The composition and structure of bacterial communities were examined in soil subjected to a range of diverse agricultural land management and crop production practices. Length heterogeneity polymerase chain reaction (LH-PCR) of bacterial DNA extracted from soil was used to generate amplicon profiles that were analyzed with univariate and multivariate statistical methods. Five land management programs were initiated in July 2000: conventional, organic, continuous removal of vegetation (disk fallow), undisturbed (weed fallow), and bahiagrass pasture (Paspalum notatum var Argentine). Similar levels in the diversity of bacterial 16S rDNA amplicons were detected in soil samples collected from organically and conventionally managed plots 3 and 4 years after initiation of land management programs, whereas significantly lower levels of diversity were observed in samples collected from bahiagrass pasture.
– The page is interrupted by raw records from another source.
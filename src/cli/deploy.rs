use super::error::CliError;
use super::parser::VERSION_INFO;
use super::ui::{self, handle_deployer_events};
use crate::config::DEFAULT_ENV_PATH;
use crate::deploy::{Deployer, DeployerEvent, Preflight};
use crate::executor::LocalCommandExecutor;
use clap::{ArgAction, Parser};
use std::path::PathBuf;
use tokio::sync::mpsc;
use tracing::{info, instrument};

#[derive(Parser, Debug)]
#[command(name = "shiperate-deploy")]
#[command(about = "Build a Docker image and push it to the DigitalOcean container registry", long_about = None, version = VERSION_INFO)]
pub struct DeployCli {
    /// Environment file with DO_TOKEN, BUILD_CONTEXT, DOCKERFILE, REPOSITORY and IMAGE_TAG
    #[arg(short = 'e', long = "env-file", default_value = DEFAULT_ENV_PATH)]
    pub env_file: PathBuf,

    /// Increase message verbosity (-v for debug, -vv for trace)
    #[arg(short, long, action = ArgAction::Count)]
    pub verbose: u8,

    /// Disable interactive progress spinner and show only logs
    #[arg(long)]
    pub no_progress: bool,
}

impl DeployCli {
    #[instrument(name = "deploy", skip_all)]
    pub async fn run(&self) -> Result<(), CliError> {
        let preflight = Preflight::from_env_file(&self.env_file)?;

        let (progress_sender, ui_update_task_handle) = if !self.no_progress {
            let (sender, receiver) = mpsc::channel::<DeployerEvent>(32);
            let pb = ui::create_spinner("Starting deploy...");
            let ui_task = tokio::spawn(handle_deployer_events(receiver, pb.clone()));
            (Some(sender), Some((ui_task, pb)))
        } else {
            info!("Progress spinner disabled via --no-progress.");
            (None, None)
        };

        let mut executor = LocalCommandExecutor::new();
        let mut deployer = Deployer::new(&mut executor, progress_sender);
        let deploy_result = deployer.deploy(&preflight).await;

        // Closes the channel so the UI task can finish.
        drop(deployer);

        if let Some((ui_task, pb)) = ui_update_task_handle {
            if let Err(e) = ui_task.await {
                tracing::error!("UI update task failed: {}", e);
            }
            match &deploy_result {
                Ok(_) => pb.finish_with_message("✅ Deploy finished."),
                Err(_) => pb.finish_with_message("❌ Deploy failed"),
            }
        }

        let summary = deploy_result?;
        info!(
            "{} in {:.1?}",
            ui::format_success(&format!("Pushed {}", summary.image)),
            summary.duration
        );
        println!("{}", summary.image);
        Ok(())
    }
}
pub mod action;
pub mod client;
pub mod error;
pub mod lambda_package;
mod names;
pub mod policy;
pub mod provisioner;

pub use action::{Action, Flags, Operation, ValidationError};
pub use client::AwsClient;
pub use error::{AwsError, AwsResult};
pub use provisioner::{dispatch, ProvisionOutput, Provisioner};
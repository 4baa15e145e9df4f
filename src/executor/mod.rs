pub mod error;
pub mod local_executor;
pub mod traits;
pub mod types;

pub use error::ExecutorError;
pub use local_executor::LocalCommandExecutor;
pub use traits::{CommandExecutor, LineHandler};
pub use types::{CommandOutput, CommandResult, Invocation};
Differences in diversity were attributed to effects on how the relative abundance of individual amplicons were distributed (evenness) and not on the total numbers of bacterial 16S rDNA amplicons detected (richness). Similar levels of diversity were detected among all land management programs in soil samples collected after successive years of tomato (Lycopersicon esculentum) cultivation. A different trend was observed after a multivariate examination of the similarities in genetic composition among soil bacterial communities. After 3 years of land management, similarities in genetic composition of soil bacterial communities were observed in plots where disturbance was minimized (bahiagrass and weed fallow). The genetic compositions in plots managed organically were similar to each other and distinct from bacterial communities in other land management programs. After successive years of tomato cultivation and damage from two major hurricanes, only the composition of soil bacterial communities within organically managed plots continued to maintain a high degree of similarity to each other and remain distinct from other bacterial communities. This study reveals the effects of agricultural land management practices on soil bacterial community composition and diversity in a large-scale, long-term replicated study where the effect of soil type on community attributes was removed.